[Stored items]
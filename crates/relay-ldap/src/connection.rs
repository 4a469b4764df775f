//! Directory connection: retrieval operations over one lazily established
//! session, with an optional query-result cache.
//!
//! The session is opened on first use and re-checked before every query.
//! A failed connect leaves it unconnected, so the next query simply tries
//! again. Queries on one connection are serialized over its session.

use std::fmt;
use std::sync::Arc;

use chrono::{DateTime, Utc};
use relay_cache::{CacheProvider, CacheProviderExt, CacheResult};
use serde::{Deserialize, Serialize};
use tokio::sync::Mutex;

use crate::config::ConnectionConfig;
use crate::directory::{Directory, SearchRequest};
use crate::entry::LdapEntry;
use crate::error::{LdapError, LdapResult};
use crate::filter::{add_filter, FilterNode};
use crate::query::{attribute_name, LdapFilter, QueryBuilder};
use crate::sort::{self, SortSpec};

/// Default page size of [`LdapConnection::get_entries`].
pub const DEFAULT_PAGE_SIZE: usize = 30;

/// Server page size used while collecting a result set for sorting.
const SORT_FETCH_PAGE_SIZE: usize = 500;

/// Optional filter and sort of a listing.
#[derive(Debug, Clone, Default, PartialEq, Serialize, Deserialize)]
pub struct EntriesOptions {
    /// Filter ANDed with the object class restriction.
    #[serde(default)]
    pub filter: Option<FilterNode>,
    /// Sort order; when set the whole result set is sorted client side.
    #[serde(default)]
    pub sort: Option<SortSpec>,
}

impl EntriesOptions {
    /// No filter, no sort.
    #[must_use]
    pub fn new() -> Self {
        Self::default()
    }

    /// Sets the filter.
    #[must_use]
    pub fn filter(mut self, filter: FilterNode) -> Self {
        self.filter = Some(filter);
        self
    }

    /// Sets the sort order.
    #[must_use]
    pub fn sort(mut self, sort: SortSpec) -> Self {
        self.sort = Some(sort);
        self
    }
}

#[derive(Debug, Clone, PartialEq, Eq)]
enum Fetch {
    First,
    Page { page: usize, page_size: usize },
    Sorted { sort: SortSpec, page: usize, page_size: usize },
}

impl Fetch {
    fn page_size(&self, sort_limit: usize) -> Option<usize> {
        match self {
            Self::First => None,
            Self::Page { page_size, .. } => Some(*page_size),
            Self::Sorted { .. } => Some(SORT_FETCH_PAGE_SIZE.min(sort_limit.saturating_add(1))),
        }
    }

    const fn size_limit(&self) -> Option<usize> {
        match self {
            Self::First => Some(1),
            Self::Page { .. } | Self::Sorted { .. } => None,
        }
    }
}

impl fmt::Display for Fetch {
    fn fmt(&self, f: &mut fmt::Formatter<'_>) -> fmt::Result {
        match self {
            Self::First => f.write_str("first"),
            Self::Page { page, page_size } => write!(f, "page:{page}:{page_size}"),
            Self::Sorted {
                sort,
                page,
                page_size,
            } => write!(f, "sorted:{sort}:{page}:{page_size}"),
        }
    }
}

/// A query ready to run. `until` is set when its result may be cached.
#[derive(Debug)]
struct Query {
    filter: LdapFilter,
    fetch: Fetch,
    until: Option<DateTime<Utc>>,
}

#[derive(Debug, Serialize, Deserialize)]
struct CachedResult {
    until: DateTime<Utc>,
    entries: Vec<LdapEntry>,
}

/// Connection to one directory endpoint.
pub struct LdapConnection {
    config: ConnectionConfig,
    session: Mutex<Box<dyn Directory>>,
    cache: Option<Arc<dyn CacheProvider>>,
}

impl LdapConnection {
    /// Creates a connection over an unconnected `directory` session.
    ///
    /// Query results are cached in `cache` when the config's `cache_ttl` is
    /// positive.
    #[must_use]
    pub fn new(
        config: ConnectionConfig,
        directory: Box<dyn Directory>,
        cache: Option<Arc<dyn CacheProvider>>,
    ) -> Self {
        Self {
            config,
            session: Mutex::new(directory),
            cache,
        }
    }

    /// Returns the configuration.
    #[must_use]
    pub const fn config(&self) -> &ConnectionConfig {
        &self.config
    }

    /// Returns the connection identifier.
    #[must_use]
    pub fn identifier(&self) -> &str {
        &self.config.identifier
    }

    /// Probes the directory with a first-match search.
    ///
    /// ## Errors
    ///
    /// Any failure is reported as [`LdapError::ServerConnectionFailed`].
    pub async fn check_connection(&self) -> LdapResult<()> {
        let query = self.cached_query(LdapFilter::present("objectClass"), Fetch::First);
        match self.run_query(query).await {
            Ok(_) => Ok(()),
            Err(e @ LdapError::ServerConnectionFailed(_)) => Err(e),
            Err(e) => Err(LdapError::connection(e.to_string())),
        }
    }

    /// Checks that at least one entry of the configured object class has
    /// each of `names`. Empty names are skipped.
    ///
    /// ## Errors
    ///
    /// Returns one [`LdapError::UserAttributeUndefined`] listing every
    /// missing attribute, [`LdapError::FilterInvalid`] for a malformed name
    /// (before any search), or a transport error.
    pub async fn assert_attributes_exist<S>(&self, names: &[S]) -> LdapResult<()>
    where
        S: AsRef<str> + Sync,
    {
        let names = names
            .iter()
            .map(AsRef::as_ref)
            .filter(|n| !n.trim().is_empty())
            .map(attribute_name)
            .collect::<LdapResult<Vec<_>>>()?;

        let mut missing = Vec::new();
        for name in names {
            let mut builder = self.base_query();
            builder.push(LdapFilter::present(name));
            let query = self.cached_query(builder.build(), Fetch::First);
            if self.run_query(query).await?.is_empty() {
                missing.push(name.to_string());
            }
        }

        if missing.is_empty() {
            Ok(())
        } else {
            Err(LdapError::UserAttributeUndefined(missing))
        }
    }

    /// Returns the first entry whose `name` attribute equals `value`.
    ///
    /// ## Errors
    ///
    /// - [`LdapError::UserAttributeUndefined`] if `name` is empty
    /// - [`LdapError::FilterInvalid`] if `name` is not an attribute name
    /// - [`LdapError::EntryNotFound`] if nothing matches
    /// - [`LdapError::ServerConnectionFailed`] on transport failure
    pub async fn get_entry_by_attribute(&self, name: &str, value: &str) -> LdapResult<LdapEntry> {
        if name.trim().is_empty() {
            return Err(LdapError::attribute_undefined("<empty>"));
        }
        let name = attribute_name(name)?;

        let mut builder = self.base_query();
        builder.push(LdapFilter::eq(name, value));
        let query = self.cached_query(builder.build(), Fetch::First);

        self.run_query(query)
            .await?
            .into_iter()
            .next()
            .ok_or_else(|| LdapError::EntryNotFound(format!("{name}={value}")))
    }

    /// Returns the 1-based `page` of entries matching `options`.
    ///
    /// Without a sort, entries are streamed in chunks of `page_size` and
    /// the search stops after the requested chunk. With a sort, all
    /// matches are collected (up to the configured sort limit), sorted and
    /// sliced. `page` and `page_size` below 1 count as 1.
    ///
    /// ## Errors
    ///
    /// - [`LdapError::FilterInvalid`] for a malformed filter, before any search
    /// - [`LdapError::TooManyResultsToSort`] past the sort limit
    /// - [`LdapError::ServerConnectionFailed`] on transport failure
    pub async fn get_entries(
        &self,
        page: usize,
        page_size: usize,
        options: &EntriesOptions,
    ) -> LdapResult<Vec<LdapEntry>> {
        let page = page.max(1);
        let page_size = page_size.max(1);

        let mut builder = self.base_query();
        if let Some(filter) = &options.filter {
            add_filter(&mut builder, filter)?;
        }

        let fetch = match &options.sort {
            Some(sort) if !sort.is_empty() => Fetch::Sorted {
                sort: sort.clone(),
                page,
                page_size,
            },
            _ => Fetch::Page { page, page_size },
        };

        let query = self.cached_query(builder.build(), fetch);
        self.run_query(query).await
    }

    fn base_query(&self) -> QueryBuilder {
        let mut builder = QueryBuilder::new();
        builder.push(LdapFilter::object_class(&self.config.object_class));
        builder
    }

    /// Tags the query with an expiry when this connection caches results.
    fn cached_query(&self, filter: LdapFilter, fetch: Fetch) -> Query {
        let until = match (&self.cache, self.config.cache_ttl) {
            (Some(_), ttl) if ttl > 0 => i64::try_from(ttl)
                .ok()
                .and_then(chrono::Duration::try_seconds)
                .and_then(|ttl| Utc::now().checked_add_signed(ttl)),
            _ => None,
        };
        Query {
            filter,
            fetch,
            until,
        }
    }

    fn cache_key(&self, query: &Query) -> String {
        format!(
            "ldap-query:{}:{}:{}",
            self.config.base_dn, query.filter, query.fetch
        )
    }

    async fn run_query(&self, query: Query) -> LdapResult<Vec<LdapEntry>> {
        let (Some(cache), Some(until)) = (&self.cache, query.until) else {
            return self.execute(&query).await;
        };

        let key = self.cache_key(&query);
        let cached: CacheResult<Option<CachedResult>> = cache.get_json(&key).await;
        match cached {
            Ok(Some(hit)) if hit.until > Utc::now() => {
                tracing::trace!(connection = %self.config.identifier, %key, "query served from cache");
                return Ok(hit.entries);
            }
            Ok(_) => {}
            Err(e) => {
                tracing::warn!(connection = %self.config.identifier, error = %e, "query cache read failed");
            }
        }

        let entries = self.execute(&query).await?;
        let cached = CachedResult {
            until,
            entries: entries.clone(),
        };
        if let Err(e) = cache
            .set_json(&key, &cached, self.config.cache_lifetime())
            .await
        {
            tracing::warn!(connection = %self.config.identifier, error = %e, "query cache write failed");
        }
        Ok(entries)
    }

    async fn execute(&self, query: &Query) -> LdapResult<Vec<LdapEntry>> {
        let mut session = self.session.lock().await;
        if !session.is_connected() {
            tracing::debug!(connection = %self.config.identifier, "connecting to directory");
            session.connect().await?;
        }

        let request = SearchRequest {
            base: self.config.base_dn.clone(),
            filter: query.filter.clone(),
            page_size: query.fetch.page_size(self.config.sort_limit),
            size_limit: query.fetch.size_limit(),
        };
        tracing::debug!(
            connection = %self.config.identifier,
            filter = %request.filter,
            mode = %query.fetch,
            "directory search"
        );

        let mut stream = session.search(request).await?;
        let result = match &query.fetch {
            Fetch::First => stream
                .next_entry()
                .await
                .map(|entry| entry.into_iter().collect()),
            Fetch::Page { page, page_size } => {
                sort::nth_chunk(stream.as_mut(), *page, *page_size).await
            }
            Fetch::Sorted { .. } => {
                sort::collect_bounded(stream.as_mut(), self.config.sort_limit).await
            }
        };
        if let Err(e) = stream.abandon().await {
            tracing::warn!(connection = %self.config.identifier, error = %e, "failed to abandon search");
        }
        drop(stream);
        drop(session);

        let mut entries = result.map_err(|e| {
            if let LdapError::TooManyResultsToSort { limit } = e {
                tracing::warn!(connection = %self.config.identifier, limit, "sort limit exceeded");
            }
            e
        })?;

        if let Fetch::Sorted {
            sort,
            page,
            page_size,
        } = &query.fetch
        {
            sort::sort_entries(&mut entries, sort);
            entries = sort::slice_page(entries, *page, *page_size);
        }
        Ok(entries)
    }
}

impl fmt::Debug for LdapConnection {
    fn fmt(&self, f: &mut fmt::Formatter<'_>) -> fmt::Result {
        f.debug_struct("LdapConnection")
            .field("config", &self.config)
            .field("cached", &self.cache.is_some())
            .finish_non_exhaustive()
    }
}

#[cfg(test)]
mod tests {
    use super::*;
    use crate::memory::MemoryDirectory;

    fn connection(directory: &MemoryDirectory) -> LdapConnection {
        LdapConnection::new(
            ConnectionConfig::new("test", "localhost", "o=org"),
            Box::new(directory.clone()),
            None,
        )
    }

    #[tokio::test]
    async fn connects_lazily_once() {
        let directory = MemoryDirectory::new();
        let conn = connection(&directory);
        assert_eq!(directory.connects(), 0);

        conn.check_connection().await.unwrap();
        conn.check_connection().await.unwrap();
        assert_eq!(directory.connects(), 1);
        assert_eq!(directory.searches(), 2);
    }

    #[tokio::test]
    async fn failed_connect_is_retried_by_next_query() {
        let directory = MemoryDirectory::new();
        let conn = connection(&directory);

        directory.set_available(false);
        let err = conn.check_connection().await.unwrap_err();
        assert_eq!(err.code(), 1);

        directory.set_available(true);
        conn.check_connection().await.unwrap();
        assert_eq!(directory.connects(), 1);
    }

    #[tokio::test]
    async fn empty_attribute_name_is_undefined() {
        let directory = MemoryDirectory::new();
        let err = connection(&directory)
            .get_entry_by_attribute("", "x")
            .await
            .unwrap_err();
        assert!(matches!(err, LdapError::UserAttributeUndefined(_)));
        assert_eq!(directory.searches(), 0);
    }

    #[test]
    fn cache_key_covers_mode() {
        let directory = MemoryDirectory::new();
        let conn = connection(&directory);
        let first = conn.cached_query(LdapFilter::present("cn"), Fetch::First);
        let page = conn.cached_query(
            LdapFilter::present("cn"),
            Fetch::Page {
                page: 2,
                page_size: 10,
            },
        );
        assert_eq!(conn.cache_key(&first), "ldap-query:o=org:(cn=*):first");
        assert_eq!(conn.cache_key(&page), "ldap-query:o=org:(cn=*):page:2:10");
        assert!(first.until.is_none());
    }
}
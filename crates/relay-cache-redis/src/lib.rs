//! # relay-cache-redis
//!
//! Redis cache implementation for the relay directory connector.
//!
//! Implements [`relay_cache::CacheProvider`] with the `fred` client so that
//! several connector processes share one query cache. Each directory
//! connection gets its own key namespace via
//! [`RedisCacheProvider::namespaced`].
//!
//! ## Example
//!
//! ```ignore
//! use relay_cache_redis::{RedisCacheProvider, RedisConfig};
//!
//! let config: RedisConfig = toml::from_str(r#"host = "cache""#)?;
//! let shared = RedisCacheProvider::new(config).await?;
//! let people = shared.namespaced("people");
//! ```

#![forbid(unsafe_code)]
#![deny(missing_docs)]

pub mod config;
pub mod error;
pub mod provider;

pub use config::RedisConfig;
pub use provider::RedisCacheProvider;
//! Attribute provider error types.

use relay_ldap::LdapError;
use thiserror::Error;

/// Errors raised while resolving user attributes.
#[derive(Debug, Error)]
pub enum AttributeError {
    /// The directory lookup failed.
    #[error("failed to get user data from LDAP: '{0}'")]
    Ldap(#[from] LdapError),

    /// Invalid attribute provider configuration.
    #[error("attribute configuration error: {0}")]
    Configuration(String),
}

impl AttributeError {
    /// Creates a configuration error.
    #[must_use]
    pub fn config(msg: impl Into<String>) -> Self {
        Self::Configuration(msg.into())
    }

    /// Checks if an upstream directory failed.
    #[must_use]
    pub const fn is_gateway_error(&self) -> bool {
        matches!(self, Self::Ldap(_))
    }

    /// HTTP status an edge layer should answer with.
    #[must_use]
    pub const fn status_code(&self) -> u16 {
        match self {
            Self::Ldap(_) => 502,
            Self::Configuration(_) => 500,
        }
    }
}

/// Result type for attribute operations.
pub type AttributeResult<T> = Result<T, AttributeError>;

#[cfg(test)]
mod tests {
    use super::*;

    #[test]
    fn directory_failures_are_gateway_errors() {
        let err: AttributeError = LdapError::connection("refused").into();
        assert!(err.is_gateway_error());
        assert_eq!(err.status_code(), 502);
        assert!(err.to_string().starts_with("failed to get user data from LDAP"));

        let err = AttributeError::config("duplicate");
        assert!(!err.is_gateway_error());
        assert_eq!(err.status_code(), 500);
    }
}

-- What is expected --
A count alone is required. How many lines in the entries contain the string "derive"?

-- Answer for the task --
5